The Defence of Insanity in Tasmania
A person is not guilty of a criminal offence if they were suffering from a mental illness which meant they were unable to understand what they were doing or were unable to understand that they ought not to do it. The defence of insanity in Tasmania has been codified in sections 15 and 16 of the Criminal Code Act 1924. This article outlines the defence of insanity in Tasmania.
Section 15 of the Criminal Code Act states that every person is presumed to be of sound mind until the contrary is proved. This means that it is not necessary for the prosecution to prove that an accused person is of sound mind in a trial where this is not at issue, or where evidence to the contrary has not displaced this presumption. The defence bears the burden of proving that the accused is not guilty because of insanity.
Under section 16, a person is not responsible for an act or omission made at a time:
- They were suffering from a mental disease to such an extent they could not understand the nature of the physical act or omission or could not understand that they ought not do it; or
- When the act or omission was done under an impulse that they could not resist because of a mental disease.
Unable to understand the nature of the act
A person is unable to understand the nature of a physical act if they do not understand the act and its consequences. Examples of this are where a person strikes another person without being aware that they are causing pain or injury, or where a person attacks another person, thinking that they are restraining an animal.
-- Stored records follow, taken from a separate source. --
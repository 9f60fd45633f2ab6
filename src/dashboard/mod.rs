//! Shared dashboard state: the five panes, their layout, and the log sink.
//!
//! Every pane sits behind its own mutex. Dispatcher callbacks write pane
//! content while the render loop reads it, and neither ever holds two pane
//! locks at once.

mod layout;
mod rules;
mod sink;

pub use layout::{compute_layout, PaneLayout};
pub use rules::{key_value_rules, log_rules, task_rules, FAILED_GLYPH, OK_GLYPH, QUEUED_GLYPH};
pub use sink::{format_log_line, LogLevel, LogSink, PaneLogSink};

use ratatui::{buffer::Buffer, layout::Rect, widgets::Widget, Frame};
use std::sync::{
    atomic::{AtomicBool, Ordering},
    Arc, Mutex,
};

use crate::lock_or_recover;
use crate::pane::{Palette, PaneConfig, PaneWidget, ProgressPane, Renderable, TextPane};
use crate::progress::ProgressTracker;
use crate::DashboardError;

/// Log lines kept for the log pane; older entries are dropped.
pub const LOG_HISTORY_MAX: usize = 5000;

pub const LOG_TITLE: &str = "Logs";
pub const PROGRESS_TITLE: &str = "Progress";
pub const STATS_TITLE: &str = "Stats";
pub const INFO_TITLE: &str = "Information";

#[derive(Debug, Clone)]
pub struct DashboardOptions {
    /// Title of the task list pane.
    pub service_title: String,
    pub palette: Palette,
}

impl Default for DashboardOptions {
    fn default() -> Self {
        Self {
            service_title: "Service tasks".to_string(),
            palette: Palette::colored(),
        }
    }
}

#[derive(Debug, Clone, Copy, PartialEq, Eq)]
pub enum LayoutChange {
    Unchanged,
    Rebuilt(PaneLayout),
}

pub struct Dashboard {
    log: Mutex<TextPane>,
    progress: Mutex<ProgressPane>,
    tasks: Mutex<TextPane>,
    stats: Mutex<TextPane>,
    info: Mutex<TextPane>,
    layout: Mutex<Option<((u16, u16), PaneLayout)>>,
    palette: Palette,
    running: AtomicBool,
}

impl Dashboard {
    /// Build the panes with empty geometry; the first [`sync_layout`]
    /// places them.
    ///
    /// [`sync_layout`]: Dashboard::sync_layout
    pub fn new(options: DashboardOptions) -> Result<Self, DashboardError> {
        let unplaced = Rect::default();
        let kv_rules = Arc::new(key_value_rules()?);
        Ok(Self {
            log: Mutex::new(
                TextPane::new(PaneConfig::new(LOG_TITLE, unplaced, Arc::new(log_rules()?)))
                    .with_history_limit(LOG_HISTORY_MAX),
            ),
            progress: Mutex::new(ProgressPane::new(PaneConfig::new(
                PROGRESS_TITLE,
                unplaced,
                Arc::new(Vec::new()),
            ))),
            tasks: Mutex::new(TextPane::new(PaneConfig::new(
                options.service_title,
                unplaced,
                Arc::new(task_rules()?),
            ))),
            stats: Mutex::new(TextPane::new(PaneConfig::new(
                STATS_TITLE,
                unplaced,
                Arc::clone(&kv_rules),
            ))),
            info: Mutex::new(TextPane::new(PaneConfig::new(
                INFO_TITLE, unplaced, kv_rules,
            ))),
            layout: Mutex::new(None),
            palette: options.palette,
            running: AtomicBool::new(true),
        })
    }

    /// Recreate the panes for a new terminal size, carrying their content
    /// over. Does nothing when the size matches the last call.
    pub fn sync_layout(&self, width: u16, height: u16) -> Result<LayoutChange, DashboardError> {
        let mut current = lock_or_recover(&self.layout, "dashboard layout");
        if let Some((size, _)) = *current {
            if size == (width, height) {
                return Ok(LayoutChange::Unchanged);
            }
        }
        let layout = compute_layout(width, height)?;
        {
            let mut pane = lock_or_recover(&self.log, "log pane");
            *pane = pane.relocated(layout.log);
        }
        {
            let mut pane = lock_or_recover(&self.progress, "progress pane");
            *pane = pane.relocated(layout.progress);
        }
        {
            let mut pane = lock_or_recover(&self.tasks, "task pane");
            *pane = pane.relocated(layout.tasks);
        }
        {
            let mut pane = lock_or_recover(&self.stats, "stats pane");
            *pane = pane.relocated(layout.stats);
        }
        {
            let mut pane = lock_or_recover(&self.info, "info pane");
            *pane = pane.relocated(layout.info);
        }
        *current = Some(((width, height), layout));
        tracing::debug!(width, height, "dashboard layout rebuilt");
        Ok(LayoutChange::Rebuilt(layout))
    }

    /// Lay out for the frame's size and paint every pane into it.
    pub fn render(&self, frame: &mut Frame<'_>) -> Result<LayoutChange, DashboardError> {
        let area = frame.size();
        let change = self.sync_layout(area.width, area.height)?;
        self.paint(frame.buffer_mut());
        Ok(change)
    }

    fn paint(&self, buf: &mut Buffer) {
        self.paint_pane(&*lock_or_recover(&self.log, "log pane"), buf);
        self.paint_pane(&*lock_or_recover(&self.progress, "progress pane"), buf);
        self.paint_pane(&*lock_or_recover(&self.tasks, "task pane"), buf);
        self.paint_pane(&*lock_or_recover(&self.stats, "stats pane"), buf);
        self.paint_pane(&*lock_or_recover(&self.info, "info pane"), buf);
    }

    fn paint_pane<P: Renderable>(&self, pane: &P, buf: &mut Buffer) {
        PaneWidget::new(pane, &self.palette).render(pane.config().geometry, buf);
    }

    pub fn layout(&self) -> Option<PaneLayout> {
        lock_or_recover(&self.layout, "dashboard layout").map(|(_, layout)| layout)
    }

    pub fn push_log_line(&self, line: impl Into<String>) {
        lock_or_recover(&self.log, "log pane").push_line(line);
    }

    /// Add a task row and return its slot index.
    pub fn push_task_row(&self, line: impl Into<String>) -> usize {
        lock_or_recover(&self.tasks, "task pane").push_line(line)
    }

    /// Rewrite the task row at `slot` (last write wins).
    pub fn set_task_row(&self, slot: usize, line: impl Into<String>) -> usize {
        lock_or_recover(&self.tasks, "task pane").set_line(slot, line)
    }

    pub fn set_progress(&self, finished: usize, total: usize) {
        lock_or_recover(&self.progress, "progress pane").update(finished, total);
    }

    pub fn progress(&self) -> ProgressTracker {
        lock_or_recover(&self.progress, "progress pane")
            .tracker()
            .clone()
    }

    pub fn set_stats(&self, lines: Vec<String>) {
        lock_or_recover(&self.stats, "stats pane").replace_lines(lines);
    }

    pub fn set_info(&self, lines: Vec<String>) {
        lock_or_recover(&self.info, "info pane").replace_lines(lines);
    }

    pub fn log_lines(&self) -> Vec<String> {
        lock_or_recover(&self.log, "log pane").lines().to_vec()
    }

    pub fn task_lines(&self) -> Vec<String> {
        lock_or_recover(&self.tasks, "task pane").lines().to_vec()
    }

    pub fn stats_lines(&self) -> Vec<String> {
        lock_or_recover(&self.stats, "stats pane").lines().to_vec()
    }

    pub fn info_lines(&self) -> Vec<String> {
        lock_or_recover(&self.info, "info pane").lines().to_vec()
    }

    pub fn is_running(&self) -> bool {
        self.running.load(Ordering::SeqCst)
    }

    /// Ask the render loop to wind down at its next tick.
    pub fn stop(&self) {
        self.running.store(false, Ordering::SeqCst);
    }
}

#[cfg(test)]
mod tests {
    use super::*;
    use crate::pane::test_support::buffer_line;
    use ratatui::{backend::TestBackend, Terminal};

    fn dashboard() -> Dashboard {
        Dashboard::new(DashboardOptions::default()).expect("dashboard")
    }

    #[test]
    fn same_size_is_a_no_op() {
        let dashboard = dashboard();
        assert!(matches!(
            dashboard.sync_layout(80, 24).expect("layout"),
            LayoutChange::Rebuilt(_)
        ));
        let before = dashboard.layout();
        assert_eq!(
            dashboard.sync_layout(80, 24).expect("layout"),
            LayoutChange::Unchanged
        );
        assert_eq!(dashboard.layout(), before);
    }

    #[test]
    fn resize_keeps_pane_content() {
        let dashboard = dashboard();
        dashboard.sync_layout(80, 24).expect("layout");
        dashboard.push_log_line("first");
        let slot = dashboard.push_task_row(" ~  files-0\t-");
        dashboard.set_progress(2, 5);

        let change = dashboard.sync_layout(120, 40).expect("layout");
        let LayoutChange::Rebuilt(layout) = change else {
            panic!("expected a rebuild");
        };
        assert_eq!(layout.log, Rect::new(0, 0, 72, 36));
        assert_eq!(dashboard.log_lines(), vec!["first".to_string()]);
        assert_eq!(dashboard.task_lines().len(), 1);
        assert_eq!(dashboard.set_task_row(slot, " ✔  files-0\tOK"), slot);
        assert_eq!(dashboard.progress().finished(), 2);
        assert_eq!(dashboard.progress().total(), 5);
    }

    #[test]
    fn zero_size_is_rejected() {
        assert!(dashboard().sync_layout(0, 0).is_err());
    }

    #[test]
    fn render_paints_all_titles() {
        let dashboard = dashboard();
        let mut terminal = Terminal::new(TestBackend::new(100, 30)).expect("terminal");
        terminal
            .draw(|frame| {
                dashboard.render(frame).expect("render");
            })
            .expect("draw");
        let buffer = terminal.backend().buffer();
        let top = buffer_line(buffer, 0);
        assert!(top.contains(" Logs "));
        assert!(top.contains(" Service tasks "));
        let middle = buffer_line(buffer, 15);
        assert!(middle.contains(" Stats "));
        assert!(middle.contains(" Information "));
        assert!(buffer_line(buffer, 27).contains(" Progress - 0% "));
    }

    #[test]
    fn stop_clears_running_flag() {
        let dashboard = dashboard();
        assert!(dashboard.is_running());
        dashboard.stop();
        assert!(!dashboard.is_running());
    }
}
Unable to understand that they ought not to do the act
A person is unable to understand that they ought not to do an act if a disease of the mind is preventing them from thinking rationally about whether something is right or wrong. If a person’s mind is disordered by a mental illness and they cannot think sensibly, they cannot know that their conduct is wrong by the standards of a reasonable person.
An impulse they could not resist
This limb of the insanity defence involves a situation where the accused’s volition is impaired by their mental illness so that they have no power to resist impulses.
What is a mental disease?
The concept of ‘mental disease’ is legal rather than medical. It is for the jury to determine whether the accused was suffering from a condition that amounted to a mental disease according to the legal definition of that term. Medical evidence is likely to be crucial to this determination.
The term ‘mental disease’ is not defined in the Criminal Code, but the common law defines a ‘disease of the mind’ as follows:
The expression ‘disease of the mind’ is synonymous, in my view, with ‘mental illness’ … The essential notion appears to be that in order to constitute insanity in the eyes of the law, the malfunction of mental faculties called ‘defence of reason’ in the M’Naghten rules, must result from an underlying pathological infirmity of mind, be it of long or short duration and be it permanent or temporary, which can be properly termed mental illness, as distinct from the reaction of a healthy mind to extraordinary external stimuli (King CJ in R v Radford).
Conditions that have been accepted by courts as providing a defence of insanity include schizophrenia, reactive depression, psychomotor epilepsy, and post-traumatic stress disorder. A 2020 Law Form Institute Review of the state’s insanity laws noted that there is uncertainty as to whether personality disorders amount to a mental disease and this will depend on the evidence before the court in each individual case.
M’Naghten and the defence of insanity in Tasmania
Sections 15 and 16 of the Tasmanian Criminal Code are a codification of the rules set out in the 1843 English House of Lords decision of M’Naghten. In that case, medical evidence was adduced that the accused had a delusional belief that the police were persecuting him, on behalf of the Tory party. Evidence was presented during his trial that he was acting under that delusion when he killed a man, believing him to be the Home Secretary, Sir Robert Peel. M’Naghten was acquitted on the basis of insanity and the House of Lords subsequently set out the rules of insanity. The M’Naghten Rules established that there is a presumption that a person is sane and responsible for his crimes unless the contrary is proved.
The House of Lords stated:
To establish a defence on the ground of insanity, it must be clearly proved that, at the time of the committing of the act, the party accused was labouring under such defect of reason, from disease of mind, as not to know the nature and quality of the act he was doing; or, if he did know it, that he did not know what he was doing was wrong.
Persons found not guilty based on the defence of insanity in Tasmania
When a person is found not guilty because of insanity, they must be dealt with under the Criminal Justice (Mental Impairment) Act 1999. Section 21 of that act empowers a court to make a range of orders, including an order that the person be released conditionally or unconditionally.
A person found not guilty of an offence based on the insanity defence in Tasmania may also be placed on a restriction order or a supervision order. A restriction order requires a person to be detained in a secure mental health facility. A supervision order releases the person under the supervision of the Chief Forensic Psychiatrist. These are indefinite orders that can only be revoked by the Supreme Court.